* _Extracted records_:
━━━━━━

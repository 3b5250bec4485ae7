use crate::error::{ForecastError, Result};
use crate::models::AirQuality;
use serde::Deserialize;
use std::fs::File;
use std::io::BufReader;
use std::path::Path;
use tracing::{debug, warn};

#[derive(Debug, Deserialize)]
struct AirPollutionDocument {
    #[serde(default)]
    list: Vec<WireReading>,
}

#[derive(Debug, Deserialize)]
struct WireReading {
    #[serde(default)]
    main: WireIndex,
    #[serde(default)]
    components: WireComponents,
}

#[derive(Debug, Default, Deserialize)]
struct WireIndex {
    #[serde(default)]
    aqi: f64,
}

#[derive(Debug, Default, Deserialize)]
#[serde(default)]
struct WireComponents {
    pm2_5: f64,
    pm10: f64,
    o3: f64,
    no2: f64,
}

pub struct AirQualityReader;

impl AirQualityReader {
    pub fn new() -> Self {
        Self
    }

    pub fn read_air_quality(&self, path: &Path) -> Result<AirQuality> {
        let file = File::open(path)?;
        let document: AirPollutionDocument = serde_json::from_reader(BufReader::new(file))?;
        let reading = self.decode(document)?;

        debug!(path = %path.display(), aqi = reading.aqi, "Read air quality document");
        Ok(reading)
    }

    pub fn parse_air_quality(&self, json: &str) -> Result<AirQuality> {
        let document: AirPollutionDocument = serde_json::from_str(json)?;
        self.decode(document)
    }

    /// The first reading is the current one
    fn decode(&self, document: AirPollutionDocument) -> Result<AirQuality> {
        let reading = document
            .list
            .into_iter()
            .next()
            .ok_or_else(|| ForecastError::MissingData("air quality reading".to_string()))?;

        let aqi = index_from_wire(reading.main.aqi);
        if !(1..=5).contains(&aqi) {
            warn!(aqi = reading.main.aqi, "Unknown air quality index, reading as Fair");
        }

        Ok(AirQuality {
            aqi,
            pm2_5: reading.components.pm2_5,
            pm10: reading.components.pm10,
            o3: reading.components.o3,
            no2: reading.components.no2,
        })
    }
}

/// Whole-number indices pass through; fractional ones are unknown.
fn index_from_wire(aqi: f64) -> i64 {
    if aqi.fract() == 0.0 {
        aqi as i64
    } else {
        0
    }
}

impl Default for AirQualityReader {
    fn default() -> Self {
        Self::new()
    }
}

#[cfg(test)]
mod tests {
    use super::*;
    use crate::models::AqiLevel;

    #[test]
    fn test_parse_air_quality() {
        let json = r#"{
            "coord": {"lon": -9.13, "lat": 38.71},
            "list": [{
                "main": {"aqi": 3},
                "components": {"co": 201.94, "no2": 21.6, "o3": 68.66, "pm2_5": 9.3, "pm10": 14.2},
                "dt": 1704067200
            }]
        }"#;

        let reading = AirQualityReader::new().parse_air_quality(json).unwrap();
        assert_eq!(reading.level(), AqiLevel::Moderate);
        assert_eq!(reading.no2, 21.6);
        assert_eq!(reading.pm2_5, 9.3);
    }

    #[test]
    fn test_missing_components_default_to_zero() {
        let json = r#"{"list": [{"main": {"aqi": 1}, "components": {"pm10": 4.0}}]}"#;
        let reading = AirQualityReader::new().parse_air_quality(json).unwrap();
        assert_eq!(reading.pm10, 4.0);
        assert_eq!(reading.o3, 0.0);
    }

    #[test]
    fn test_empty_list_is_missing_data() {
        let result = AirQualityReader::new().parse_air_quality(r#"{"list": []}"#);
        assert!(matches!(result, Err(ForecastError::MissingData(_))));
    }

    #[test]
    fn test_out_of_range_index_reads_as_fair() {
        let reader = AirQualityReader::new();

        let high = reader
            .parse_air_quality(r#"{"list": [{"main": {"aqi": 300}, "components": {}}]}"#)
            .unwrap();
        assert_eq!(high.aqi, 300);
        assert_eq!(high.level(), AqiLevel::Fair);

        let zero = reader
            .parse_air_quality(r#"{"list": [{"main": {"aqi": 0}, "components": {}}]}"#)
            .unwrap();
        assert_eq!(zero.level(), AqiLevel::Fair);

        let negative = reader
            .parse_air_quality(r#"{"list": [{"main": {"aqi": -1}}]}"#)
            .unwrap();
        assert_eq!(negative.level(), AqiLevel::Fair);
    }

    #[test]
    fn test_float_and_missing_index() {
        let reader = AirQualityReader::new();

        let whole = reader
            .parse_air_quality(r#"{"list": [{"main": {"aqi": 2.0}, "components": {}}]}"#)
            .unwrap();
        assert_eq!(whole.aqi, 2);

        let fractional = reader
            .parse_air_quality(r#"{"list": [{"main": {"aqi": 4.5}}]}"#)
            .unwrap();
        assert_eq!(fractional.level(), AqiLevel::Fair);

        let no_main = reader
            .parse_air_quality(r#"{"list": [{"components": {"pm10": 3.0}}]}"#)
            .unwrap();
        assert_eq!(no_main.aqi, 0);
        assert_eq!(no_main.level(), AqiLevel::Fair);
        assert_eq!(no_main.pm10, 3.0);
    }
}
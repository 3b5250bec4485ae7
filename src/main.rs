use clap::Parser;
use forecast_aggregator::cli::{run, Cli};
use forecast_aggregator::config::AppConfig;
use tracing_subscriber::{layer::SubscriberExt, util::SubscriberInitExt, EnvFilter};

#[tokio::main]
async fn main() -> anyhow::Result<()> {
    let cli = Cli::parse();
    let config = AppConfig::load(cli.config.as_deref())?;

    let filter = if cli.verbose {
        EnvFilter::new("forecast_aggregator=debug")
    } else {
        EnvFilter::try_from_default_env().unwrap_or_else(|_| EnvFilter::new(&config.log_filter))
    };

    tracing_subscriber::registry()
        .with(filter)
        .with(tracing_subscriber::fmt::layer().with_writer(std::io::stderr))
        .init();

    tracing::debug!(?config, "Configuration loaded");

    run(cli, config).await?;
    Ok(())
}
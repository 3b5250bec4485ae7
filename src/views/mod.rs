pub mod forecast_view;

pub use forecast_view::{icon_url, DailyDisplay, ForecastView, HourlyDisplay};
use clap::{Parser, Subcommand};
use std::path::PathBuf;

use crate::models::Unit;

#[derive(Parser)]
#[command(name = "forecast-aggregator")]
#[command(about = "Daily and hourly summaries of 5-day/3-hour weather forecasts")]
#[command(version)]
pub struct Cli {
    #[command(subcommand)]
    pub command: Commands,

    #[arg(short, long, global = true, help = "Enable verbose logging")]
    pub verbose: bool,

    #[arg(long, global = true, help = "Configuration file [default: ./forecast-aggregator.toml]")]
    pub config: Option<PathBuf>,

    #[arg(short, long, global = true, value_parser = parse_unit, help = "Display units: metric or imperial")]
    pub unit: Option<Unit>,
}

#[derive(Subcommand)]
pub enum Commands {
    /// Summarise the coming days of a forecast document
    Daily {
        #[arg(short, long, help = "Forecast JSON document")]
        input: PathBuf,

        #[arg(
            short,
            long,
            help = "Export summaries to this file [default: output/forecast-summary-{YYMMDD}.{ext}]"
        )]
        output_file: Option<PathBuf>,

        #[arg(long, help = "Write the summaries to disk")]
        export: bool,

        #[arg(short, long, default_value = "json")]
        format: String,

        #[arg(long, help = "Number of days to summarise")]
        days: Option<usize>,

        #[arg(long, help = "Include the first (partial) day")]
        include_today: bool,
    },

    /// Show the next hours of a forecast document
    Hourly {
        #[arg(short, long, help = "Forecast JSON document")]
        input: PathBuf,

        #[arg(short, long, help = "Number of 3-hour samples to show")]
        count: Option<usize>,
    },

    /// Every sample of a single day
    Day {
        #[arg(short, long, help = "Forecast JSON document")]
        input: PathBuf,

        #[arg(short, long, help = "Day to show (YYYY-MM-DD, UTC)")]
        date: chrono::NaiveDate,
    },

    /// Hourly, daily and air quality views together
    Dashboard {
        #[arg(short, long, help = "Forecast JSON document")]
        forecast: PathBuf,

        #[arg(short, long, help = "Air pollution JSON document")]
        air_quality: Option<PathBuf>,
    },

    /// Check a forecast document for ordering and range problems
    Validate {
        #[arg(short, long, help = "Forecast JSON document")]
        input: PathBuf,
    },

    /// Summarise every forecast document in a directory
    ProcessDirectory {
        #[arg(short, long, help = "Directory of forecast JSON documents")]
        input_dir: PathBuf,

        #[arg(short, long, help = "Directory to write per-city summaries into")]
        output_dir: Option<PathBuf>,

        #[arg(short, long, default_value = "json")]
        format: String,

        #[arg(long, help = "Worker threads [default: from config]")]
        max_workers: Option<usize>,
    },
}

fn parse_unit(value: &str) -> Result<Unit, String> {
    value.parse::<Unit>().map_err(|e| e.to_string())
}

#[cfg(test)]
mod tests {
    use super::*;
    use clap::CommandFactory;

    #[test]
    fn test_cli_definition_is_valid() {
        Cli::command().debug_assert();
    }

    #[test]
    fn test_parse_daily_command() {
        let cli = Cli::parse_from([
            "forecast-aggregator",
            "--unit",
            "imperial",
            "daily",
            "--input",
            "forecast.json",
            "--days",
            "3",
        ]);

        assert_eq!(cli.unit, Some(Unit::Imperial));
        match cli.command {
            Commands::Daily { input, days, include_today, .. } => {
                assert_eq!(input, PathBuf::from("forecast.json"));
                assert_eq!(days, Some(3));
                assert!(!include_today);
            }
            _ => panic!("expected daily command"),
        }
    }

    #[test]
    fn test_rejects_unknown_unit() {
        let result = Cli::try_parse_from(["forecast-aggregator", "-u", "kelvin", "hourly", "-i", "f.json"]);
        assert!(result.is_err());
    }
}
use crate::error::{ForecastError, Result};
use crate::models::{DaySummary, ForecastLocation};
use crate::processors::{ForecastAggregator, IntegrityChecker, IntegrityReport};
use crate::readers::ForecastReader;
use crate::utils::constants::FORECAST_EXTENSION;
use crate::utils::progress::ProgressReporter;
use rayon::prelude::*;
use std::path::{Path, PathBuf};
use std::sync::atomic::{AtomicUsize, Ordering};
use tracing::info;

/// Aggregation result for one forecast document
#[derive(Debug)]
pub struct CityForecast {
    pub source: PathBuf,
    pub location: ForecastLocation,
    pub daily: Vec<DaySummary>,
    pub integrity: IntegrityReport,
}

impl CityForecast {
    /// File stem of the source document, used to name exports
    pub fn stem(&self) -> String {
        self.source
            .file_stem()
            .map(|s| s.to_string_lossy().to_string())
            .unwrap_or_else(|| "forecast".to_string())
    }
}

pub struct ParallelProcessor {
    max_workers: usize,
    aggregator: ForecastAggregator,
}

impl ParallelProcessor {
    pub fn new(max_workers: usize) -> Self {
        Self {
            max_workers: max_workers.max(1),
            aggregator: ForecastAggregator::new(),
        }
    }

    pub fn with_aggregator(mut self, aggregator: ForecastAggregator) -> Self {
        self.aggregator = aggregator;
        self
    }

    /// Aggregate every forecast document in a directory on a worker pool.
    /// Results come back sorted by file name.
    pub fn process_directory(
        &self,
        input_dir: &Path,
        progress: Option<&ProgressReporter>,
    ) -> Result<Vec<CityForecast>> {
        let files = find_forecast_files(input_dir)?;
        if files.is_empty() {
            return Err(ForecastError::MissingData(format!(
                "No .{} forecast files in {}",
                FORECAST_EXTENSION,
                input_dir.display()
            )));
        }

        if let Some(p) = progress {
            p.set_length(files.len() as u64);
            p.set_message(&format!("Aggregating {} forecasts...", files.len()));
        }

        let pool = rayon::ThreadPoolBuilder::new()
            .num_threads(self.max_workers)
            .build()
            .map_err(|e| ForecastError::WorkerPool(e.to_string()))?;

        let processed_count = AtomicUsize::new(0);

        let results: Result<Vec<CityForecast>> = pool.install(|| {
            files
                .par_iter()
                .map(|path| {
                    let result = self.process_file(path);

                    let count = processed_count.fetch_add(1, Ordering::Relaxed) + 1;
                    if let Some(p) = progress {
                        p.update(count as u64);
                    }

                    result
                })
                .collect()
        });

        let results = results?;

        if let Some(p) = progress {
            p.finish_with_message(&format!("Aggregated {} forecasts", results.len()));
        }
        info!(files = results.len(), dir = %input_dir.display(), "Processed forecast directory");

        Ok(results)
    }

    /// Read, check and aggregate a single document
    pub fn process_file(&self, path: &Path) -> Result<CityForecast> {
        let forecast = ForecastReader::new().read_forecast(path)?;
        let integrity = IntegrityChecker::new().check_integrity(&forecast.samples);
        let daily = self.aggregator.build_daily_forecast(&forecast.samples);

        Ok(CityForecast {
            source: path.to_path_buf(),
            location: forecast.location,
            daily,
            integrity,
        })
    }
}

impl Default for ParallelProcessor {
    fn default() -> Self {
        Self::new(num_cpus::get())
    }
}

fn find_forecast_files(dir: &Path) -> Result<Vec<PathBuf>> {
    let mut files = Vec::new();

    for entry in std::fs::read_dir(dir)? {
        let path = entry?.path();
        let is_forecast = path.is_file()
            && path
                .extension()
                .is_some_and(|ext| ext.eq_ignore_ascii_case(FORECAST_EXTENSION));

        if is_forecast {
            files.push(path);
        }
    }

    files.sort();
    Ok(files)
}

━━━━━━

* _Problem statement_: Which lines of the records above hold the word "CityForecast"? Copy each one out.

* _Written solution_:
pub struct CityForecast {
impl CityForecast {
    ) -> Result<Vec<CityForecast>> {
        let results: Result<Vec<CityForecast>> = pool.install(|| {
    pub fn process_file(&self, path: &Path) -> Result<CityForecast> {
        Ok(CityForecast {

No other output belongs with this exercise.